The biggest movers in the UX Fund are more than UX leaders. They are world-class innovators. They created value through innovation, along with UX, and disrupted entire markets in a single decade.
If an ‘Innovation Fund’ was created today for ASX200 companies, would your company make the cut? 40% of today’s Fortune 500 won’t exist in ten years. How can ASX200 companies not just protect themselves from extinction, but set themselves up for market-leading growth?
Netflix experienced the biggest growth with a whopping 3064.7% gain. In 2006 Netflix was a DVD rental business in a price war with Blockbuster. By 2016, Netflix had innovated to provide streaming media and video-on-demand to over 100 million customers worldwide. This year Netflix won an Academy Award. In the meantime, Blockbuster filed for bankruptcy in 2010.

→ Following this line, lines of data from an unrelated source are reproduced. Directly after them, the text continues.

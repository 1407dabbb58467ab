//! Construction surface of the open-set head.
//!
//! # Loading Configuration
//!
//! ```
//! use openset_head::HeadConfig;
//!
//! let config = HeadConfig::default();
//! config.validate().expect("Default config should be valid");
//!
//! let config = HeadConfig::default()
//!     .with_env_overrides()
//!     .expect("Environment overrides should parse");
//! assert!(config.num_classes > 0);
//! ```
//!
//! # TOML Structure
//!
//! ```toml
//! backbone = "ResNet18"
//! num_classes = 10
//! embed_dim = 128
//! embedding = "shallow"
//! distance = "l2"
//! similarity = "dotproduct"
//! scaled = true
//! norm_centroid = false
//! norm_embedding_for_distance = false
//! centroid_init = "normal"
//! classifier = false
//! pnorm_p = 2.0
//! input_channels = 3
//! ```
//!
//! Metric and backbone names go through the same parsers as everywhere else,
//! so an unsupported name fails the load instead of falling back to a default.
//! Unknown keys are rejected for the same reason.

use std::env;
use std::path::Path;

use serde::{Deserialize, Serialize};

use crate::backbone::BackboneKind;
use crate::centroids::CentroidInit;
use crate::embedding::EmbeddingStyle;
use crate::error::{OpenSetError, OpenSetResult};
use crate::metrics::{DistanceKind, SimilarityKind};

fn default_num_classes() -> usize {
    1000
}

fn default_true() -> bool {
    true
}

fn default_pnorm_p() -> f64 {
    2.0
}

fn default_input_channels() -> usize {
    3
}

/// Open-set head configuration.
///
/// Thresholds and calibration statistics are data rather than configuration
/// and are handed to [`crate::OpenSetHeadBuilder`] directly.
#[derive(Debug, Clone, PartialEq, Serialize, Deserialize)]
#[serde(deny_unknown_fields)]
pub struct HeadConfig {
    /// Registered backbone name.
    #[serde(default)]
    pub backbone: BackboneKind,

    /// Number of known classes (rows of the centroid bank).
    #[serde(default = "default_num_classes")]
    pub num_classes: usize,

    /// Embedding width. `None` keeps the pooled backbone feature as the embedding.
    #[serde(default, skip_serializing_if = "Option::is_none")]
    pub embed_dim: Option<usize>,

    /// Projection shape used when `embed_dim` is set.
    #[serde(default)]
    pub embedding: EmbeddingStyle,

    /// Distance between embeddings and centroids.
    #[serde(default)]
    pub distance: DistanceKind,

    /// Similarity reported as `sim_fea2cen`.
    #[serde(default)]
    pub similarity: SimilarityKind,

    /// Divide dot products by √d and l1/l2 distances by d.
    #[serde(default = "default_true")]
    pub scaled: bool,

    /// Row-normalize centroids before every metric.
    #[serde(default)]
    pub norm_centroid: bool,

    /// Row-normalize embeddings before distances (similarities are unaffected).
    #[serde(default)]
    pub norm_embedding_for_distance: bool,

    /// Initial centroid distribution.
    #[serde(default)]
    pub centroid_init: CentroidInit,

    /// Attach a linear classifier over embeddings producing `logits`.
    #[serde(default)]
    pub classifier: bool,

    /// Exponent of the `pnorm` measure.
    #[serde(default = "default_pnorm_p")]
    pub pnorm_p: f64,

    /// Image channels expected by catalog backbones.
    #[serde(default = "default_input_channels")]
    pub input_channels: usize,
}

impl Default for HeadConfig {
    fn default() -> Self {
        Self {
            backbone: BackboneKind::default(),
            num_classes: default_num_classes(),
            embed_dim: None,
            embedding: EmbeddingStyle::default(),
            distance: DistanceKind::default(),
            similarity: SimilarityKind::default(),
            scaled: true,
            norm_centroid: false,
            norm_embedding_for_distance: false,
            centroid_init: CentroidInit::default(),
            classifier: false,
            pnorm_p: default_pnorm_p(),
            input_channels: default_input_channels(),
        }
    }
}

impl HeadConfig {
    /// Default configuration for `num_classes` classes.
    pub fn new(num_classes: usize) -> Self {
        Self {
            num_classes,
            ..Self::default()
        }
    }

    /// Load configuration from a TOML file.
    ///
    /// # Errors
    /// - `OpenSetError::ConfigError` if the file cannot be read or parsed
    pub fn from_file(path: impl AsRef<Path>) -> OpenSetResult<Self> {
        let path = path.as_ref();

        let contents = std::fs::read_to_string(path).map_err(|e| {
            OpenSetError::config(format!("Failed to read config file '{}': {}", path.display(), e))
        })?;

        toml::from_str(&contents).map_err(|e| {
            OpenSetError::config(format!("Failed to parse TOML in '{}': {}", path.display(), e))
        })
    }

    /// Create configuration from a TOML string.
    ///
    /// # Errors
    /// - `OpenSetError::ConfigError` if TOML parsing fails, including unsupported
    ///   metric or backbone names
    pub fn from_toml_str(toml: &str) -> OpenSetResult<Self> {
        toml::from_str(toml)
            .map_err(|e| OpenSetError::config(format!("Failed to parse TOML: {}", e)))
    }

    /// Serialize configuration to a TOML string.
    ///
    /// # Errors
    /// - `OpenSetError::ConfigError` if serialization fails
    pub fn to_toml_string(&self) -> OpenSetResult<String> {
        toml::to_string_pretty(self)
            .map_err(|e| OpenSetError::config(format!("Failed to serialize to TOML: {}", e)))
    }

    /// Validate numeric ranges.
    ///
    /// # Errors
    /// - `OpenSetError::ConfigError` naming the offending key
    pub fn validate(&self) -> OpenSetResult<()> {
        if self.num_classes == 0 {
            return Err(OpenSetError::config("num_classes must be greater than 0"));
        }
        if self.embed_dim == Some(0) {
            return Err(OpenSetError::config("embed_dim must be greater than 0 when set"));
        }
        if !(self.pnorm_p.is_finite() && self.pnorm_p > 0.0) {
            return Err(OpenSetError::config(format!(
                "pnorm_p must be a positive finite number, got {}",
                self.pnorm_p
            )));
        }
        if self.input_channels == 0 {
            return Err(OpenSetError::config("input_channels must be greater than 0"));
        }
        Ok(())
    }

    /// Apply environment variable overrides. Prefix: `OPENSET_`
    ///
    /// | Variable | Key | Type |
    /// |----------|-----|------|
    /// | `OPENSET_BACKBONE` | `backbone` | catalog name |
    /// | `OPENSET_NUM_CLASSES` | `num_classes` | usize |
    /// | `OPENSET_EMBED_DIM` | `embed_dim` | usize, `none` clears |
    /// | `OPENSET_DISTANCE` | `distance` | l1 / l2 / cosine |
    /// | `OPENSET_SIMILARITY` | `similarity` | dotproduct / cosine / normweight |
    /// | `OPENSET_SCALED` | `scaled` | bool |
    /// | `OPENSET_NORM_CENTROID` | `norm_centroid` | bool |
    ///
    /// Backbone and metric names go through their parsers and fail the
    /// override; numbers and bools that do not parse are ignored.
    ///
    /// # Errors
    /// - `OpenSetError::UnknownBackbone` for an unregistered `OPENSET_BACKBONE`
    /// - `OpenSetError::UnsupportedMetric` for `OPENSET_DISTANCE` or
    ///   `OPENSET_SIMILARITY` outside the supported set
    pub fn with_env_overrides(mut self) -> OpenSetResult<Self> {
        if let Ok(val) = env::var("OPENSET_BACKBONE") {
            self.backbone = val.parse()?;
        }
        if let Ok(val) = env::var("OPENSET_NUM_CLASSES") {
            if let Ok(n) = val.parse::<usize>() {
                self.num_classes = n;
            }
        }
        if let Ok(val) = env::var("OPENSET_EMBED_DIM") {
            if val.trim().eq_ignore_ascii_case("none") {
                self.embed_dim = None;
            } else if let Ok(n) = val.parse::<usize>() {
                self.embed_dim = Some(n);
            }
        }

        if let Ok(val) = env::var("OPENSET_DISTANCE") {
            self.distance = val.parse()?;
        }
        if let Ok(val) = env::var("OPENSET_SIMILARITY") {
            self.similarity = val.parse()?;
        }

        if let Ok(val) = env::var("OPENSET_SCALED") {
            if let Ok(b) = val.parse::<bool>() {
                self.scaled = b;
            }
        }
        if let Ok(val) = env::var("OPENSET_NORM_CENTROID") {
            if let Ok(b) = val.parse::<bool>() {
                self.norm_centroid = b;
            }
        }

        Ok(self)
    }
}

Blackberry was the worst performer of the UX Fund with a 93.9% loss. In 2006 Apple and Google had no relationship with cellular carriers and Blackberry was the dominant smartphone brand. By 2016 research firm Gartner estimated Blackberry’s market share was down to 0.1%. By adapting too slowly, and thinking it had more time than it did, Blackberry lost almost all of its value in a single decade. Blackberry had remained stoically focused on appeasing its existing business customers, while Apple rapidly innovated for the consumer market and its mass adoption broke Blackberry’s business hold.

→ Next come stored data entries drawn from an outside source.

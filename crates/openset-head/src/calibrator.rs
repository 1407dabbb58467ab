//! Generative calibration: synthetic pooled features for threshold estimation.
//!
//! The head only relies on the [`GenerativeCalibrator`] capability. The
//! bundled [`GaussianCalibrator`] perturbs the conditioning features with
//! per-channel Gaussian noise drawn from calibration statistics collected
//! upstream.
//!
//! # Statistics file
//!
//! ```json
//! {
//!   "mean": [0.1, 0.3, 0.2],
//!   "std": [0.5, 0.4, 0.6],
//!   "num_samples": 6,
//!   "spread": 2.0,
//!   "seed": 7
//! }
//! ```

use std::path::Path;
use std::sync::atomic::{AtomicU64, Ordering};

use candle_core::Tensor;
use rand::rngs::StdRng;
use rand::SeedableRng;
use rand_distr::{Distribution, Normal};
use serde::{Deserialize, Serialize};

use crate::error::{OpenSetError, OpenSetResult};

/// Produces pooled-feature-shaped samples conditioned on real pooled features.
pub trait GenerativeCalibrator: Send + Sync {
    /// Width of the pooled features consumed and produced.
    fn feature_dim(&self) -> usize;

    /// Generated features `[k, feature_dim]` for conditioning features
    /// `[n, feature_dim]`. `k` need not equal `n`.
    fn sample(&self, pooled: &Tensor) -> candle_core::Result<Tensor>;
}

fn default_spread() -> f32 {
    1.0
}

/// Per-channel feature statistics supplied at construction.
#[derive(Debug, Clone, PartialEq, Serialize, Deserialize)]
pub struct CalibrationStats {
    /// Per-channel mean of pooled features.
    pub mean: Vec<f32>,

    /// Per-channel standard deviation of pooled features.
    pub std: Vec<f32>,

    /// Rows to generate per call; defaults to the conditioning batch size.
    #[serde(default)]
    pub num_samples: Option<usize>,

    /// Noise multiplier applied on top of `std`.
    #[serde(default = "default_spread")]
    pub spread: f32,

    /// Base seed for the noise generator.
    #[serde(default)]
    pub seed: u64,
}

impl CalibrationStats {
    /// Statistics with unit spread and seed 0.
    pub fn new(mean: Vec<f32>, std: Vec<f32>) -> Self {
        Self {
            mean,
            std,
            num_samples: None,
            spread: default_spread(),
            seed: 0,
        }
    }

    /// Fix the number of generated rows per call.
    #[must_use]
    pub fn with_num_samples(mut self, num_samples: usize) -> Self {
        self.num_samples = Some(num_samples);
        self
    }

    /// Parse statistics from JSON.
    ///
    /// # Errors
    /// `OpenSetError::ConfigError` if parsing fails.
    pub fn from_json_str(json: &str) -> OpenSetResult<Self> {
        serde_json::from_str(json).map_err(|e| {
            OpenSetError::config(format!("Failed to parse calibration statistics: {}", e))
        })
    }

    /// Load statistics from a JSON file.
    ///
    /// # Errors
    /// `OpenSetError::ConfigError` if the file cannot be read or parsed.
    pub fn from_file(path: impl AsRef<Path>) -> OpenSetResult<Self> {
        let path = path.as_ref();
        let contents = std::fs::read_to_string(path).map_err(|e| {
            OpenSetError::config(format!(
                "Failed to read calibration statistics '{}': {}",
                path.display(),
                e
            ))
        })?;
        Self::from_json_str(&contents)
    }

    /// Channel count described by these statistics.
    pub fn feature_dim(&self) -> usize {
        self.mean.len()
    }

    /// Check widths and value ranges.
    ///
    /// # Errors
    /// - `OpenSetError::ConfigError` for empty statistics or negative / non-finite values
    /// - `OpenSetError::DimensionMismatch` if `mean` and `std` widths differ
    pub fn validate(&self) -> OpenSetResult<()> {
        if self.mean.is_empty() {
            return Err(OpenSetError::config("calibration statistics are empty"));
        }
        if self.std.len() != self.mean.len() {
            return Err(OpenSetError::DimensionMismatch {
                context: "calibration std vs mean",
                expected: self.mean.len(),
                actual: self.std.len(),
            });
        }
        if self.std.iter().any(|s| !s.is_finite() || *s < 0.0) {
            return Err(OpenSetError::config(
                "calibration std must be finite and non-negative",
            ));
        }
        if self.mean.iter().any(|m| !m.is_finite()) {
            return Err(OpenSetError::config("calibration mean must be finite"));
        }
        if !self.spread.is_finite() || self.spread < 0.0 {
            return Err(OpenSetError::config(format!(
                "spread must be finite and non-negative, got {}",
                self.spread
            )));
        }
        Ok(())
    }
}

/// Gaussian perturbation sampler over pooled features.
///
/// Row `i` of a sample is conditioning row `i mod n` plus noise with
/// per-channel deviation `std * spread`. Each call advances an internal
/// counter mixed into the seed, so successive calls differ but a fresh
/// calibrator replays the same sequence.
#[derive(Debug)]
pub struct GaussianCalibrator {
    stats: CalibrationStats,
    calls: AtomicU64,
}

impl GaussianCalibrator {
    /// Build from validated statistics.
    ///
    /// # Errors
    /// Propagates [`CalibrationStats::validate`] failures.
    pub fn from_stats(stats: CalibrationStats) -> OpenSetResult<Self> {
        stats.validate()?;
        Ok(Self {
            stats,
            calls: AtomicU64::new(0),
        })
    }

    /// Statistics this calibrator samples from.
    pub fn stats(&self) -> &CalibrationStats {
        &self.stats
    }
}

impl GenerativeCalibrator for GaussianCalibrator {
    fn feature_dim(&self) -> usize {
        self.stats.feature_dim()
    }

    fn sample(&self, pooled: &Tensor) -> candle_core::Result<Tensor> {
        let (n, c) = pooled.dims2()?;
        if c != self.feature_dim() {
            candle_core::bail!(
                "calibrator expects {} channels, conditioning batch has {}",
                self.feature_dim(),
                c
            );
        }
        let device = pooled.device();
        let count = self.stats.num_samples.unwrap_or(n);

        let call = self.calls.fetch_add(1, Ordering::Relaxed);
        let mut rng = StdRng::seed_from_u64(self.stats.seed.wrapping_add(call));
        let normal =
            Normal::new(0.0f32, 1.0).map_err(|e| candle_core::Error::Msg(e.to_string()))?;
        let noise: Vec<f32> = (0..count * c)
            .map(|i| normal.sample(&mut rng) * self.stats.std[i % c] * self.stats.spread)
            .collect();
        let noise = Tensor::from_vec(noise, (count, c), device)?;

        let base = if n == 0 {
            Tensor::from_slice(&self.stats.mean, (1, c), device)?
                .broadcast_as((count, c))?
                .contiguous()?
        } else {
            let rows: Vec<u32> = (0..count).map(|i| (i % n) as u32).collect();
            let index = Tensor::from_vec(rows, count, device)?;
            pooled.index_select(&index, 0)?
        };
        base + noise
    }
}

#[cfg(test)]
mod tests {
    use super::*;
    use candle_core::{DType, Device};

    fn stats(width: usize) -> CalibrationStats {
        CalibrationStats::new(vec![0.5; width], vec![1.0; width])
    }

    #[test]
    fn test_json_parsing_with_defaults() {
        let stats = CalibrationStats::from_json_str(r#"{"mean": [0.0, 1.0], "std": [1.0, 2.0]}"#).unwrap();
        assert_eq!(stats.feature_dim(), 2);
        assert_eq!(stats.num_samples, None);
        assert_eq!(stats.spread, 1.0);
        assert_eq!(stats.seed, 0);
    }

    #[test]
    fn test_invalid_json_is_config_error() {
        let err = CalibrationStats::from_json_str("{not json").unwrap_err();
        assert!(matches!(err, OpenSetError::ConfigError { .. }));
    }

    #[test]
    fn test_validate_rejects_mismatched_widths() {
        let stats = CalibrationStats::new(vec![0.0; 4], vec![1.0; 3]);
        assert!(matches!(
            stats.validate(),
            Err(OpenSetError::DimensionMismatch { expected: 4, actual: 3, .. })
        ));
    }

    #[test]
    fn test_validate_rejects_negative_std() {
        let stats = CalibrationStats::new(vec![0.0; 2], vec![1.0, -0.5]);
        assert!(GaussianCalibrator::from_stats(stats).is_err());
    }

    #[test]
    fn test_sample_count_follows_stats() {
        let calibrator = GaussianCalibrator::from_stats(stats(8).with_num_samples(6)).unwrap();
        let pooled = Tensor::zeros((10, 8), DType::F32, &Device::Cpu).unwrap();
        let generated = calibrator.sample(&pooled).unwrap();
        assert_eq!(generated.dims(), &[6, 8]);
    }

    #[test]
    fn test_sample_count_defaults_to_batch() {
        let calibrator = GaussianCalibrator::from_stats(stats(8)).unwrap();
        let pooled = Tensor::zeros((3, 8), DType::F32, &Device::Cpu).unwrap();
        assert_eq!(calibrator.sample(&pooled).unwrap().dims(), &[3, 8]);
    }

    #[test]
    fn test_zero_spread_returns_conditioning_rows() {
        let mut s = stats(2).with_num_samples(4);
        s.spread = 0.0;
        let calibrator = GaussianCalibrator::from_stats(s).unwrap();
        let pooled = Tensor::from_slice(&[1.0f32, 2.0, 3.0, 4.0], (2, 2), &Device::Cpu).unwrap();
        let rows = calibrator.sample(&pooled).unwrap().to_vec2::<f32>().unwrap();
        assert_eq!(rows, vec![vec![1.0, 2.0], vec![3.0, 4.0], vec![1.0, 2.0], vec![3.0, 4.0]]);
    }

    #[test]
    fn test_same_seed_replays_sequence() {
        let pooled = Tensor::zeros((4, 3), DType::F32, &Device::Cpu).unwrap();
        let a = GaussianCalibrator::from_stats(stats(3)).unwrap();
        let b = GaussianCalibrator::from_stats(stats(3)).unwrap();
        let first_a = a.sample(&pooled).unwrap().to_vec2::<f32>().unwrap();
        let first_b = b.sample(&pooled).unwrap().to_vec2::<f32>().unwrap();
        let second_a = a.sample(&pooled).unwrap().to_vec2::<f32>().unwrap();
        assert_eq!(first_a, first_b);
        assert_ne!(first_a, second_a);
    }

    #[test]
    fn test_wrong_width_is_rejected() {
        let calibrator = GaussianCalibrator::from_stats(stats(3)).unwrap();
        let pooled = Tensor::zeros((2, 5), DType::F32, &Device::Cpu).unwrap();
        assert!(calibrator.sample(&pooled).is_err());
    }

    #[test]
    fn test_empty_batch_uses_stats_mean() {
        let mut s = stats(2).with_num_samples(3);
        s.spread = 0.0;
        let calibrator = GaussianCalibrator::from_stats(s).unwrap();
        let pooled = Tensor::zeros((0, 2), DType::F32, &Device::Cpu).unwrap();
        let rows = calibrator.sample(&pooled).unwrap().to_vec2::<f32>().unwrap();
        assert_eq!(rows, vec![vec![0.5, 0.5]; 3]);
    }
}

The examples also show that past success doesn’t provide any guarantees for the future. Until this year, a 112-year old watch company was the world’s most popular watch brand. Now a technology company is. Apple overtook Rolex in September to become the number one watch brand globally following year-on-year watch sales growth of over 50%. Technology analyst Canalys estimates Apple shipped 11.9 million watches in 2016 alone.
The threat goes far beyond watches, of course. Banking, insurance, automotive, communication, transport, travel, retail, fashion, technology – the biggest movers in these industries over the next decade will be those that invest in transformative innovation and commit to ever-improving the user experience.
The primary criteria for the UX Fund in 2006 was for a company’s products and website to provide a world-class user experience. The founders were looking for the user experiences that were wonderful for customers to interact with and had the ability to grow revenue and loyalty. Examples are Netflix’s recommendation engine that uses algorithms to recommend films a customer will like, JetBlue’s fast and friendly online booking experience, and Google’s free email service, Gmail. Google’s Gmail had far superior storage and ease of use compared to competitors. In 2006 Gmail was invitation-only; existing members had a limited number of invitations to offer to others. Gmail was so desirable that invitations were being sold on eBay.
If an ASX200 Innovation Fund was being established today, how would investors or fund managers select the next Netflix? They’d be wise to back companies that are relentlessly focused on improving the customer experience, have created new revenue streams in new markets, and have a history of financing ‘moonshots’ – high-risk innovation projects that are truly ground-breaking if they land.
Exploring new markets helps a firm be the disruptor, not the disrupted. 40% of today’s Fortune 500 won’t exist in a decade’s time. Innovating outside of a firm’s existing markets is the difference between commercial growth and extinction.